Sweden’s migration agency has been put on alert to deport up to 80,000 asylum seekers this year, a month after Stockholm reversed its open-door policy and introduced ID checks on its borders.
Parallel to the deportation plan, equivalent to half the number of new asylum applications filed last year, Sweden will double the number of border police and carry out more checks within the country.
Swedish officials dismissed claims the country was getting tough on migrants, insisting deportations would rise in line with the surge in asylum applications last year to 163,000. That is the highest per capita rate in Europe, while asylum applications rejections in Sweden runs at about 45 per cent.
"We have a big challenge before us," said Anders Ygeman, the Social Democrat home affairs minister, to Swedish radio. "The first step will be to go with voluntary return, and to create the best conditions for that, but if that doesn't work, we will need returns backed up by force."
Sweden has a population of almost 10 million and has found itself at the heart of Europe’s migrant crisis, as millions fleeing war and poverty in the Middle East and north Africa have moved north to wealthier European Union member states.

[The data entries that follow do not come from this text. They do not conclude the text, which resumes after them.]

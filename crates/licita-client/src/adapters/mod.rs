//! Source adapters: one per portal family, behind a common trait.
//!
//! An adapter's single job is enumeration and extraction: walk listing
//! pages (respecting the configured pagination), parse rows or detail
//! pages, and emit [`RawRecord`]s with whatever fields the source exposes.
//! Date resolution and estado logic are deliberately absent here.

use async_trait::async_trait;
use chrono::NaiveDate;
use std::collections::HashMap;
use std::sync::Arc;
use tokio_util::sync::CancellationToken;
use url::Url;

use licita_core::error::AppError;
use licita_core::models::{AdapterCategory, RawRecord, ScraperConfig};

use crate::http::FetchClient;

mod boletin;
mod genexus;
mod html_listing;
mod json_api;
mod rows;
mod viewstate;

pub use boletin::BoletinAdapter;
pub use genexus::GenexusAdapter;
pub use html_listing::HtmlListingAdapter;
pub use json_api::JsonApiAdapter;
pub use viewstate::ViewstateAdapter;

/// Per-run context handed to adapters.
#[derive(Clone)]
pub struct AdapterContext {
    pub cancel: CancellationToken,
    /// Resolver's "today"; adapters only pass it through for logging.
    pub today: NaiveDate,
}

/// What one run of an adapter produced. Per-row parse problems accumulate
/// in `warnings`; they never abort the run.
#[derive(Debug, Default)]
pub struct AdapterOutput {
    pub records: Vec<RawRecord>,
    pub warnings: Vec<String>,
}

impl AdapterOutput {
    pub fn push_warning(&mut self, warning: impl Into<String>) {
        let warning = warning.into();
        tracing::debug!("adapter warning: {}", warning);
        self.warnings.push(warning);
    }
}

impl std::fmt::Debug for dyn SourceAdapter {
    fn fmt(&self, f: &mut std::fmt::Formatter<'_>) -> std::fmt::Result {
        f.debug_struct("SourceAdapter").field("name", &self.name()).finish()
    }
}

/// A named scraping strategy for one portal family.
#[async_trait]
pub trait SourceAdapter: Send + Sync {
    /// Registry key; also the `adapter` value in sources.toml.
    fn name(&self) -> &'static str;

    fn category(&self) -> AdapterCategory;

    /// URL-pattern fallback used when a config names no adapter type.
    fn handles_url(&self, _url: &Url) -> bool {
        false
    }

    async fn run(
        &self,
        config: &ScraperConfig,
        client: &FetchClient,
        ctx: &AdapterContext,
    ) -> Result<AdapterOutput, AppError>;
}

/// Adapter lookup: by configured type first, by URL pattern second.
/// Adding a source family is one `register` call.
pub struct AdapterRegistry {
    adapters: HashMap<&'static str, Arc<dyn SourceAdapter>>,
}

impl AdapterRegistry {
    /// Registry pre-loaded with the built-in adapters.
    pub fn with_builtins() -> Self {
        let mut registry = Self {
            adapters: HashMap::new(),
        };
        registry.register(Arc::new(JsonApiAdapter));
        registry.register(Arc::new(HtmlListingAdapter));
        registry.register(Arc::new(ViewstateAdapter));
        registry.register(Arc::new(GenexusAdapter));
        registry.register(Arc::new(BoletinAdapter));
        registry
    }

    pub fn register(&mut self, adapter: Arc<dyn SourceAdapter>) {
        self.adapters.insert(adapter.name(), adapter);
    }

    /// Resolves the adapter for a config: exact type name, then URL
    /// pattern fallback.
    pub fn resolve(&self, config: &ScraperConfig) -> Result<Arc<dyn SourceAdapter>, AppError> {
        if let Some(adapter) = self.adapters.get(config.adapter.as_str()) {
            return Ok(Arc::clone(adapter));
        }
        if let Ok(url) = Url::parse(&config.url) {
            if let Some(adapter) = self.adapters.values().find(|a| a.handles_url(&url)) {
                return Ok(Arc::clone(adapter));
            }
        }
        Err(AppError::Config(format!(
            "no adapter '{}' for source '{}'",
            config.adapter, config.name
        )))
    }

    pub fn names(&self) -> Vec<&'static str> {
        let mut names: Vec<&'static str> = self.adapters.keys().copied().collect();
        names.sort_unstable();
        names
    }
}

#[cfg(test)]
mod tests {
    use super::*;
    use std::collections::BTreeMap;

    fn config(adapter: &str, url: &str) -> ScraperConfig {
        ScraperConfig {
            name: "prueba".into(),
            url: url.into(),
            adapter: adapter.into(),
            jurisdiccion: "Mendoza".into(),
            category: AdapterCategory::Light,
            active: true,
            schedule: "0 */6 * * *".into(),
            selectors: BTreeMap::new(),
            pagination: Default::default(),
            last_run: None,
            runs_count: 0,
            min_interval_hours: None,
            adaptive_schedule: false,
            paused_reason: None,
        }
    }

    #[test]
    fn test_registry_resolves_by_name() {
        let registry = AdapterRegistry::with_builtins();
        let adapter = registry
            .resolve(&config("json_api", "https://example.gov.ar"))
            .unwrap();
        assert_eq!(adapter.name(), "json_api");
    }

    #[test]
    fn test_registry_url_fallback() {
        let registry = AdapterRegistry::with_builtins();
        let adapter = registry
            .resolve(&config("", "https://portal.gov.ar/Compras.aspx"))
            .unwrap();
        assert_eq!(adapter.name(), "viewstate");
    }

    #[test]
    fn test_registry_unknown_adapter() {
        let registry = AdapterRegistry::with_builtins();
        let err = registry
            .resolve(&config("playwright", "https://example.gov.ar"))
            .unwrap_err();
        assert!(matches!(err, AppError::Config(_)));
    }

    #[test]
    fn test_registry_names_sorted() {
        let registry = AdapterRegistry::with_builtins();
        assert_eq!(
            registry.names(),
            vec!["boletin", "genexus", "html_listing", "json_api", "viewstate"]
        );
    }
}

But Stockholm’s decision to close its borders in January has had a knock-on effect through Denmark, Germany and Austria down into the countries along the so-called Balkan Route.
Swedish officials said yesterday that they are ready to charter planes with Germany as the most cost-effective way to implement the deportation plan. Germany took in 1.1 million people last year but, like Sweden, is facing growing pressure to step up the rate of deportations, which ran at 20,000 last year.
Like Germany, Mr Ygeman admitted a difficulty in reaching agreement with asylum seekers’ home countries.
“I have had a discussion with the North African countries and we have had a discussion with Afghanistan,” he said, “and it’s a difficult task to get these countries to take responsibility for their citizens.”
In addition, the Swedish government sees “a significant risk” that large numbers of rejected asylum seekers will attempt to stay without papers and disappear. With that in mind, Mr Ygeman warned of “severe consequences” yesterday for companies who hire rejected asylum seekers.
Patrik Engström, head of the Sweden’s border police, said a closer co-operation with migration authorities would be required, to ensure that rejected asylum applications result in deportation.
“It’s reach the point where people are passed over from the agency to the police, where many disappear,” he said. “By the time they hear the decision on their claim, police personnel need to already be in place.”
Of the 13,000 people sent back from Sweden last year, some 10,000 went voluntarily while 3,000 were forcibly deported.
Sweden’s migration agency has warned that stepping up deportations would be an “enormous feat”, given a backlog of up to two years before asylum applications are assessed.